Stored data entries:
◆ ◆ ◆ ◆ ◆ ◆ ◆

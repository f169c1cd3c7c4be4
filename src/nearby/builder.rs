//! Nearest-neighbour cache construction
//!
//! For each place, every other place is measured by great-circle distance,
//! sorted nearest first and cut to `k`. That is O(N² log N) across the batch,
//! which is fine at suburb-list scale (hundreds to low thousands of places).
//! A spatial index would be the place to start if N grows well beyond that.

use crate::coord::haversine_distance;
use crate::error::{Error, Result};
use crate::nearby::NearbyCache;
use crate::place::PlaceRecord;
use rayon::prelude::*;
use std::collections::HashMap;
use tracing::{debug, warn};

/// A place left out of the cache
#[derive(Debug, Clone, PartialEq)]
pub struct ExcludedPlace {
    pub name: String,
    pub reason: String,
}

/// Result of building a cache
#[derive(Debug, Clone)]
pub struct CacheBuild {
    /// The nearby cache
    pub cache: NearbyCache,

    /// Places with unusable coordinates
    pub excluded: Vec<ExcludedPlace>,

    /// Names that appeared more than once (the last record won)
    pub duplicates: Vec<String>,
}

/// Names of the `k` places nearest to `place`, nearest first
///
/// `place` itself is skipped by name, so distinct places sharing the same
/// coordinates still see each other. Equal distances keep the order they
/// have in `candidates`. Fewer than `k` candidates yields all of them.
/// Candidates with invalid coordinates are skipped; an invalid `place` is an
/// error.
pub fn nearest(place: &PlaceRecord, candidates: &[PlaceRecord], k: usize) -> Result<Vec<String>> {
    let origin = place.coords();
    origin.validate().map_err(|e| match e {
        Error::InvalidCoordinates(msg) => {
            Error::InvalidCoordinates(format!("{}: {}", place.name, msg))
        }
        other => other,
    })?;

    let mut distances: Vec<(&str, f64)> = Vec::with_capacity(candidates.len());
    for other in candidates.iter().filter(|other| other.name != place.name) {
        let coords = other.coords();
        if let Err(e) = coords.validate() {
            warn!("Skipping {} as a neighbour of {}: {}", other.name, place.name, e);
            continue;
        }
        distances.push((other.name.as_str(), haversine_distance(origin, coords)));
    }

    distances.sort_by(|a, b| a.1.total_cmp(&b.1));

    Ok(distances
        .into_iter()
        .take(k)
        .map(|(name, _)| name.to_string())
        .collect())
}

/// Build the nearby cache for a set of places
///
/// Duplicate names resolve last-write-wins. Places with invalid coordinates
/// are dropped before any distances are computed, so they neither get an
/// entry nor appear in anyone else's list.
pub fn build_cache(places: &[PlaceRecord], k: usize) -> CacheBuild {
    let (unique, duplicates) = dedupe(places);

    let mut excluded = Vec::new();
    let mut valid = Vec::with_capacity(unique.len());
    for place in unique {
        match place.coords().validate() {
            Ok(()) => valid.push(place),
            Err(e) => {
                warn!("Excluding {}: {}", place.name, e);
                excluded.push(ExcludedPlace {
                    name: place.name,
                    reason: e.to_string(),
                });
            }
        }
    }

    let results: Vec<(&str, Result<Vec<String>>)> = valid
        .par_iter()
        .map(|place| (place.name.as_str(), nearest(place, &valid, k)))
        .collect();

    let mut cache = NearbyCache::new();
    for (i, (name, result)) in results.into_iter().enumerate() {
        match result {
            Ok(nearby) => {
                debug!("Made: {}. {}", i + 1, name);
                cache.insert(name, nearby);
            }
            Err(e) => {
                warn!("Excluding {}: {}", name, e);
                excluded.push(ExcludedPlace {
                    name: name.to_string(),
                    reason: e.to_string(),
                });
            }
        }
    }

    CacheBuild {
        cache,
        excluded,
        duplicates,
    }
}

/// Collapse records sharing a name; the last record wins but keeps the
/// first one's position
fn dedupe(places: &[PlaceRecord]) -> (Vec<PlaceRecord>, Vec<String>) {
    let mut unique: Vec<PlaceRecord> = Vec::with_capacity(places.len());
    let mut seen: HashMap<&str, usize> = HashMap::with_capacity(places.len());
    let mut duplicates = Vec::new();

    for place in places {
        match seen.get(place.name.as_str()) {
            Some(&index) => {
                warn!("Duplicate place name {}, keeping the later record", place.name);
                unique[index] = place.clone();
                if !duplicates.contains(&place.name) {
                    duplicates.push(place.name.clone());
                }
            }
            None => {
                seen.insert(place.name.as_str(), unique.len());
                unique.push(place.clone());
            }
        }
    }

    (unique, duplicates)
}
//! Nearby-place cache
//!
//! Maps each place name to the names of its nearest other places, nearest
//! first. Built once per run from a set of geocoded places and then read by
//! the page generator through [`lookup_nearby`].
//!
//! Note that "nearby" is not symmetric: Q can be among P's nearest places
//! while P is not among Q's.

pub mod builder;

use serde::{Deserialize, Serialize};
use std::collections::BTreeMap;

pub use builder::{build_cache, nearest, CacheBuild, ExcludedPlace};

/// Place name -> nearest other place names, nearest first
///
/// Keys are kept ordered so the serialized file is stable between runs.
#[derive(Debug, Clone, Default, PartialEq, Eq, Serialize, Deserialize)]
#[serde(transparent)]
pub struct NearbyCache {
    entries: BTreeMap<String, Vec<String>>,
}

impl NearbyCache {
    /// Create an empty cache
    pub fn new() -> Self {
        Self::default()
    }

    /// Set the nearby list for a place, returning the previous list
    pub fn insert(&mut self, name: impl Into<String>, nearby: Vec<String>) -> Option<Vec<String>> {
        self.entries.insert(name.into(), nearby)
    }

    /// Nearby list for a place, if cached
    pub fn get(&self, name: &str) -> Option<&[String]> {
        self.entries.get(name).map(Vec::as_slice)
    }

    /// Number of places in the cache
    pub fn len(&self) -> usize {
        self.entries.len()
    }

    /// Whether the cache is empty
    pub fn is_empty(&self) -> bool {
        self.entries.is_empty()
    }

    /// Iterate over places and their nearby lists, ordered by name
    pub fn iter(&self) -> impl Iterator<Item = (&str, &[String])> {
        self.entries
            .iter()
            .map(|(name, nearby)| (name.as_str(), nearby.as_slice()))
    }
}

impl FromIterator<(String, Vec<String>)> for NearbyCache {
    fn from_iter<I: IntoIterator<Item = (String, Vec<String>)>>(iter: I) -> Self {
        Self {
            entries: iter.into_iter().collect(),
        }
    }
}

/// Nearby places for `name`, or an empty list if it isn't cached
pub fn lookup_nearby<'a>(cache: &'a NearbyCache, name: &str) -> &'a [String] {
    cache.get(name).unwrap_or(&[])
}

#[cfg(test)]
mod tests {
    use super::*;

    #[test]
    fn test_lookup_present() {
        let mut cache = NearbyCache::new();
        cache.insert("Bondi", vec!["Bronte".to_string(), "Tamarama".to_string()]);

        assert_eq!(lookup_nearby(&cache, "Bondi"), ["Bronte", "Tamarama"]);
    }

    #[test]
    fn test_lookup_missing_is_empty() {
        let cache = NearbyCache::new();
        assert!(lookup_nearby(&cache, "Nonexistent").is_empty());
    }

    #[test]
    fn test_serializes_as_plain_object() {
        let cache: NearbyCache = vec![
            ("Bronte".to_string(), vec!["Bondi".to_string()]),
            ("Bondi".to_string(), vec!["Bronte".to_string()]),
        ]
        .into_iter()
        .collect();

        let json = serde_json::to_string(&cache).unwrap();
        assert_eq!(json, r#"{"Bondi":["Bronte"],"Bronte":["Bondi"]}"#);

        let parsed: NearbyCache = serde_json::from_str(&json).unwrap();
        assert_eq!(parsed, cache);
    }

    #[test]
    fn test_iter_is_ordered() {
        let mut cache = NearbyCache::new();
        cache.insert("Manly", vec![]);
        cache.insert("Balmoral", vec![]);

        let names: Vec<&str> = cache.iter().map(|(name, _)| name).collect();
        assert_eq!(names, vec!["Balmoral", "Manly"]);
        assert_eq!(cache.len(), 2);
    }
}
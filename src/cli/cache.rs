//! Cache command handler
//!
//! Builds the nearby cache from a place data file.

use crate::cli::{cancel_on_ctrl_c, check_cancelled, DatasetArgs};
use crate::config::Config;
use crate::dataset::DatasetPaths;
use crate::error::Result;
use crate::nearby::{build_cache, CacheBuild};
use crate::place::PlaceRecord;
use crate::store;
use clap::Args;
use std::path::{Path, PathBuf};
use std::time::Instant;
use tokio_util::sync::CancellationToken;
use tracing::{info, warn};

/// Cache command arguments
#[derive(Args)]
pub struct CacheArgs {
    #[command(flatten)]
    pub dataset: DatasetArgs,

    /// Nearby places to keep per place
    #[arg(long = "count", short = 'k')]
    pub count: Option<usize>,

    /// Place data file (defaults to the dataset's)
    #[arg(long, short = 'i')]
    pub input: Option<PathBuf>,

    /// Cache file to write (defaults to the dataset's)
    #[arg(long, short = 'o')]
    pub output: Option<PathBuf>,
}

/// Run the cache command
pub async fn run(args: CacheArgs) -> Result<()> {
    let config = Config::load()?;
    let paths = DatasetPaths::resolve(&config.paths, args.dataset.full);
    let input = args.input.unwrap_or(paths.places);
    let output = args.output.unwrap_or(paths.cache);
    let count = args.count.unwrap_or(config.nearby.count);

    let places = store::load_places(&input)?;
    info!("{} places from {}", places.len(), input.display());

    let cancel = cancel_on_ctrl_c();
    write_cache(&places, count, &output, &cancel)?;
    Ok(())
}

/// Build the cache, write it and log the summary
///
/// Nothing is written if `cancel` has fired by the time the cache is built.
pub(crate) fn write_cache(
    places: &[PlaceRecord],
    count: usize,
    output: &Path,
    cancel: &CancellationToken,
) -> Result<CacheBuild> {
    let start = Instant::now();
    info!("===== Nearby Locations Cacher =====");

    check_cancelled(cancel)?;
    let build = build_cache(places, count);
    check_cancelled(cancel)?;
    store::save_cache(output, &build.cache)?;

    info!(
        "Cached {} places ({} nearby each) to {}",
        build.cache.len(),
        count,
        output.display()
    );
    if !build.duplicates.is_empty() {
        warn!(
            "{} duplicate names, later records kept: {}",
            build.duplicates.len(),
            build.duplicates.join(", ")
        );
    }
    if !build.excluded.is_empty() {
        let names: Vec<&str> = build.excluded.iter().map(|e| e.name.as_str()).collect();
        warn!(
            "{} places excluded for invalid coordinates: {}",
            names.len(),
            names.join(", ")
        );
    }
    info!("Completed in {:.3} seconds", start.elapsed().as_secs_f64());

    Ok(build)
}
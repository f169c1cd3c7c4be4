//! Centralized constants for the suburb-nearby crate
//!
//! This module consolidates constants that are used across multiple modules
//! to avoid duplication and ensure consistency.

/// Geographic constants
pub mod geo {
    /// Mean Earth radius in meters (WGS84 approximation)
    pub const EARTH_RADIUS_METERS: f64 = 6_371_000.0;
}

/// External API endpoints
pub mod api {
    /// OpenStreetMap Nominatim geocoding API
    pub const NOMINATIM_URL: &str = "https://nominatim.openstreetmap.org";

    /// Google Maps Geocoding API
    pub const GOOGLE_GEOCODE_URL: &str = "https://maps.googleapis.com/maps/api/geocode/json";

    /// Environment variable consulted for the Google API key
    pub const GOOGLE_API_KEY_ENV: &str = "GOOGLE_MAPS_API_KEY";
}

/// Dataset file names
pub mod files {
    /// Prefix applied to every dataset file unless the full dataset is selected
    pub const DEMO_PREFIX: &str = "demo-";

    /// Place names, one per line
    pub const NAMES_FILE: &str = "locations.txt";

    /// Geocoded place records
    pub const PLACES_FILE: &str = "location-data.json";

    /// Nearest-neighbour cache read by the page generator
    pub const CACHE_FILE: &str = "locations-cache.json";
}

◆ ◆ ◆ ◆ ◆ ◆ ◆

Your instructions: Would you please copy every line in the data that contains the word "records"?

Exercise response:
/// Collapse records sharing a name; the last record wins but keeps the
            "{} duplicate names, later records kept: {}",
    /// Geocoded place records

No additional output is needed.